Focussing on royalactin protein the team applied it to mouse embryonic stem cells to study responses. The addition of royalactin was found to stopped embryonic stem cells from differentiating even in the absence of inhibitors. Inspiring a search for similar mammal protein structures, as mammals don’t make royalactin, treated stem cells were were intriguingly shown to exhibit gene expression profiles similar to stem cells grown on the presence of inhibitors, expressing proteins associated with pluripotency while tamping production of proteins important to differentiation in additional studies.

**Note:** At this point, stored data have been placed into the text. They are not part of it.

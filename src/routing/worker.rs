use std::sync::atomic::{AtomicU64, Ordering};
use std::sync::mpsc::{self, Receiver, RecvTimeoutError, Sender};
use std::thread::{self, JoinHandle};
use std::time::{Duration, Instant};

use tracing::{debug, warn};

use crate::error::{Result, RoutingError};

use super::batch::{BatchRouter, BatchState, CancellationToken, ProgressMessage};
use super::registry::RacewayRecord;
use super::types::{CableRecord, RoutingConfig};

/// Batches are numbered per `start`; messages carry the number of the batch that sent them.
type Generation = u64;

enum WorkerCommand {
    Start {
        generation: Generation,
        raceways: Vec<RacewayRecord>,
        cables: Vec<CableRecord>,
        config: RoutingConfig,
    },
    Resume,
    Shutdown,
}

/// Runs batches on a background thread.
///
/// Commands go in through the handle, progress comes back as
/// [`ProgressMessage`]s in the order the batch emits them. Messages from a
/// batch superseded by a later `start` are never delivered.
pub struct BatchWorker {
    commands: Sender<WorkerCommand>,
    events: Receiver<(Generation, ProgressMessage)>,
    generation: AtomicU64,
    token: CancellationToken,
    handle: Option<JoinHandle<()>>,
}

impl BatchWorker {
    pub fn spawn() -> Result<Self> {
        let (commands, command_rx) = mpsc::channel();
        let (event_tx, events) = mpsc::channel();
        let token = CancellationToken::new();
        let worker_token = token.clone();

        let handle = thread::Builder::new()
            .name("cableroute-batch".to_string())
            .spawn(move || worker_loop(command_rx, event_tx, worker_token))?;

        Ok(BatchWorker {
            commands,
            events,
            generation: AtomicU64::new(0),
            token,
            handle: Some(handle),
        })
    }

    /// Starts a new batch. A batch that is still running is cancelled first.
    pub fn start(&self, raceways: Vec<RacewayRecord>, cables: Vec<CableRecord>, config: RoutingConfig) -> Result<()> {
        self.token.cancel();
        let generation = self.generation.fetch_add(1, Ordering::SeqCst) + 1;
        self.send(WorkerCommand::Start {
            generation,
            raceways,
            cables,
            config,
        })
    }

    /// Requests the running batch to stop before its next cable.
    pub fn cancel(&self) {
        self.token.cancel();
    }

    pub fn resume(&self) -> Result<()> {
        self.send(WorkerCommand::Resume)
    }

    /// Blocks until the next progress message of the current batch.
    pub fn recv(&self) -> Result<ProgressMessage> {
        loop {
            let (generation, message) = self.events.recv().map_err(|_| RoutingError::WorkerDisconnected)?;
            if self.is_current(generation) {
                return Ok(message);
            }
        }
    }

    /// Like [`BatchWorker::recv`], returning `None` once `timeout` elapses.
    pub fn recv_timeout(&self, timeout: Duration) -> Result<Option<ProgressMessage>> {
        let deadline = Instant::now() + timeout;
        loop {
            let remaining = deadline.saturating_duration_since(Instant::now());
            match self.events.recv_timeout(remaining) {
                Ok((generation, message)) if self.is_current(generation) => return Ok(Some(message)),
                Ok(_) => continue,
                Err(RecvTimeoutError::Timeout) => return Ok(None),
                Err(RecvTimeoutError::Disconnected) => return Err(RoutingError::WorkerDisconnected),
            }
        }
    }

    fn is_current(&self, generation: Generation) -> bool {
        let current = self.generation.load(Ordering::SeqCst);
        if generation != current {
            debug!(generation, current, "dropping message from superseded batch");
        }
        generation == current
    }

    /// Cancels any running batch and joins the worker thread.
    pub fn shutdown(mut self) {
        self.stop();
    }

    fn send(&self, command: WorkerCommand) -> Result<()> {
        self.commands
            .send(command)
            .map_err(|_| RoutingError::WorkerDisconnected)
    }

    fn stop(&mut self) {
        let Some(handle) = self.handle.take() else {
            return;
        };
        self.token.cancel();
        // The thread may already be gone, which is what we want anyway.
        let _ = self.commands.send(WorkerCommand::Shutdown);
        if handle.join().is_err() {
            warn!("routing worker panicked");
        }
    }
}

impl Drop for BatchWorker {
    fn drop(&mut self) {
        self.stop();
    }
}

fn worker_loop(
    commands: Receiver<WorkerCommand>,
    events: Sender<(Generation, ProgressMessage)>,
    token: CancellationToken,
) {
    let mut generation: Generation = 0;
    let mut current: Option<BatchRouter> = None;

    while let Ok(command) = commands.recv() {
        match command {
            WorkerCommand::Start {
                generation: next,
                raceways,
                cables,
                config,
            } => {
                generation = next;
                let mut router = BatchRouter::with_token(config, token.clone());
                match router.start_from_records(raceways, cables) {
                    Ok(()) => {
                        router.run(emitter(&events, generation));
                        current = Some(router);
                    }
                    Err(error) => {
                        warn!(%error, "rejected routing batch");
                        emitter(&events, generation)(ProgressMessage::Error {
                            message: error.to_string(),
                        });
                        current = None;
                    }
                }
            }
            WorkerCommand::Resume => match current.as_mut() {
                Some(router) if router.state() == BatchState::Cancelled => {
                    router.resume(emitter(&events, generation));
                }
                _ => emitter(&events, generation)(ProgressMessage::Error {
                    message: "no cancelled batch to resume".to_string(),
                }),
            },
            WorkerCommand::Shutdown => break,
        }
    }
    debug!("routing worker stopped");
}

fn emitter(
    events: &Sender<(Generation, ProgressMessage)>,
    generation: Generation,
) -> impl FnMut(ProgressMessage) + '_ {
    move |message| {
        if events.send((generation, message)).is_err() {
            debug!("progress receiver dropped");
        }
    }
}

“This was unexpected. Normally, these embryonic stem cells are grown in the presence of an inhibitor called leukemia inhibitor factor that stops them from differentiating inappropriately in culture, but we found that royalactin blocked differentiation even in the absence of LIF.” The cultured LIF-free cells grew happily for up to 20 generations without losing their ‘stemness’,” according to Wang.
The protein NHLRC3 predicted to form a structure similar to royalactin that is produced in early embryonic development in all animals was found using databases that infer three dimensional structures of proteins. This protein was discovered to be able to maintain pluripotency in mouse embryonic cells that caused similar gene expression patterns as in cells exposed to royalactin, the NHLRC3 protein was renamed Regina which is Latin for Queen.
Regina is being studied to determine whether or not the protein has therapeutic value in healing or cell regeneration in animals. “It’s fascinating, our experiments imply Regina is an important molecule governing pluripotency and the production of progenitor cells that give rise to the tissues of the embryo. We’ve connected something mythical to something real.”